I mean come on, Half Past Danger? What kind of title is that? It reeks of cliché machismo charging head first into battle throwing caution to the wind. And that is exactly what it is, and let me tell you, it is damn good. Though the title did not enthral me, the cover did and Stephen Mooney has dynamic flowing pencils that captured my long lost teenage imagination. This would continue through all six issues and leave me smiling with giddy delight.
Stephen Mooney has drawn a number of books with IDW, including issues of Angel, CSI and the A-team. However on this book he has taken the mantle of creator, writer and artist and even coloured the first issue. That was until Jordie Bellaire arrived and added aesthetic punch to his art, from issue two. It is uncommon to find a single individual perform most of the work on a comic, but this piece is Mooney’s passion project and all bets are off. There are no directions, constraints, or limitations and we witness the results of an artist left to his own devices. He draws what he loves most: beautiful dames, down on their luck heroes, ninjas and dinosaurs. It sounds like it shouldn’t work but it really does surprise you. I was fortunate enough to meet Stephen Mooney at Thought Bubble this year and discussed these very premises. I do not wish to spoil that as you will find that interview appearing on my blog in the coming weeks.
Half Past Danger features an Indiana Jones come Hans Solo protagonist with some serious survivor’s guilt. It is a World War II period piece and Sergeant Thomas Flynn lost his company to dinosaurs. The story is full or surprises as we witness many panels like the one above. His ability to draw ferocity with the use of sound effects and the fully extended, teeth laden mandibles of a tyrannosaurus is second to none. The roar is explicitly terrifying, as everything around it seems to sway in the divergent direction. The depiction of the dinosaur is amazingly detailed and the eyes really add an element of malicious intent. Couple that with the expressions of shock and terrified gazes, then you really feel what the characters do. These confrontations are treated with the respect they deserve and the realism to insight soul crushing fear.
Of course this book is not all about dinosaurs, it is about Nazi’s too. It unfolds that the Germans are cultivating these creatures with an endgame of producing chemical weapons. Thus a unlikely band of heroes enter a bar, fight with Flynn with a view to recruiting him back into the war. We have the tough brawny Brit, the Japanese Ninja and the sassy American dame joining the plucky Irishman. The story progresses with multiple twists and turns and become quite the action packed caper. We see multiple action sequences that involves fists, knives, guns, tanks, trains, planes and boats. There is even a shark in there for good measure. The writing is very succinct and precise because the multiple cinema tropes are at play require minimal explanation, so we can freely enjoy the art at hand. It is strong storytelling with perfect artistic balance.

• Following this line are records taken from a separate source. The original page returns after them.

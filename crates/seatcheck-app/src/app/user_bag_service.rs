//! Saved bag use cases, scoped to an identified user

use tracing::{debug, warn};

use seatcheck_domain::model::{NewUserBag, UserBag, UserBagWithBag};
use seatcheck_types::{Error, Result};

use crate::repository::Repositories;

/// A user's saved bags joined with the catalogue, newest first
pub fn list_user_bags(repos: &Repositories, user_id: &str) -> Result<Vec<UserBagWithBag>> {
    let mut joined = Vec::new();
    for user_bag in repos.user_bags.find_by_user(user_id)? {
        match repos.bags.find_by_id(&user_bag.bag_id)? {
            Some(bag) => joined.push(UserBagWithBag { user_bag, bag }),
            None => warn!(user_bag_id = %user_bag.id, bag_id = %user_bag.bag_id, "saved bag references a missing bag"),
        }
    }
    Ok(joined)
}

/// Save a catalogue bag to the user's list
pub fn save_user_bag(
    repos: &Repositories,
    user_id: &str,
    bag_id: &str,
    custom_name: Option<String>,
) -> Result<UserBag> {
    if repos.bags.find_by_id(bag_id)?.is_none() {
        return Err(Error::BagNotFound(bag_id.to_string()));
    }
    let custom_name = custom_name
        .map(|name| name.trim().to_string())
        .filter(|name| !name.is_empty());
    repos.user_bags.add(NewUserBag {
        user_id: user_id.to_string(),
        bag_id: bag_id.to_string(),
        custom_name,
    })
}

pub fn rename_user_bag(
    repos: &Repositories,
    user_id: &str,
    user_bag_id: &str,
    custom_name: &str,
) -> Result<UserBag> {
    repos.user_bags.rename(user_id, user_bag_id, custom_name)
}

/// Remove a bag from the user's list; removing an absent bag is not an error
pub fn remove_user_bag(repos: &Repositories, user_id: &str, bag_id: &str) -> Result<()> {
    let removed = repos.user_bags.remove(user_id, bag_id)?;
    debug!(user_id, bag_id, removed, "removed saved bag");
    Ok(())
}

Stephen Mooney has such joyous inking. The panel above is an excerpt from the second issue and demonstrates how much detail and lighting can be achieved without the use of colour. The intricacy of her hands and hair is exceptional but the real brilliance lies with the glinting of her glass. The light literally bounces off the page. Take those skills and bring in Jordie Bellaire and you have a winning combination, because she brings a bright palette focusing on the foliage greens and desert yellows. The environments are also incredibly distinct and allow so much space for creative colouring. I especially enjoyed the red tinting of the submarine scenes, yup submarines too.
The crucial sequences to this book are clearly the epic action pages. The immense variety of combat allows Mooney to really shine, because he has some of the most dynamic art I have ever seen. His punches are fully stretched, the kung fu kicks are perfectly poised and the bullets are firing at high velocity. He achieves the illusion of movement by adding essential sound effects and emphasis lines very aptly. The key scenes of heroic gesturing, final blows, and death scenes are effective and poignant. The huge variety of environments, assailants, modes of combat and characters leaves you completely satiated. This six-issue run is an action packed fast paced romp with wonderful characters and scenarios, and it reads at a phenomenal pace. There are even subtle moments of delightful comedy.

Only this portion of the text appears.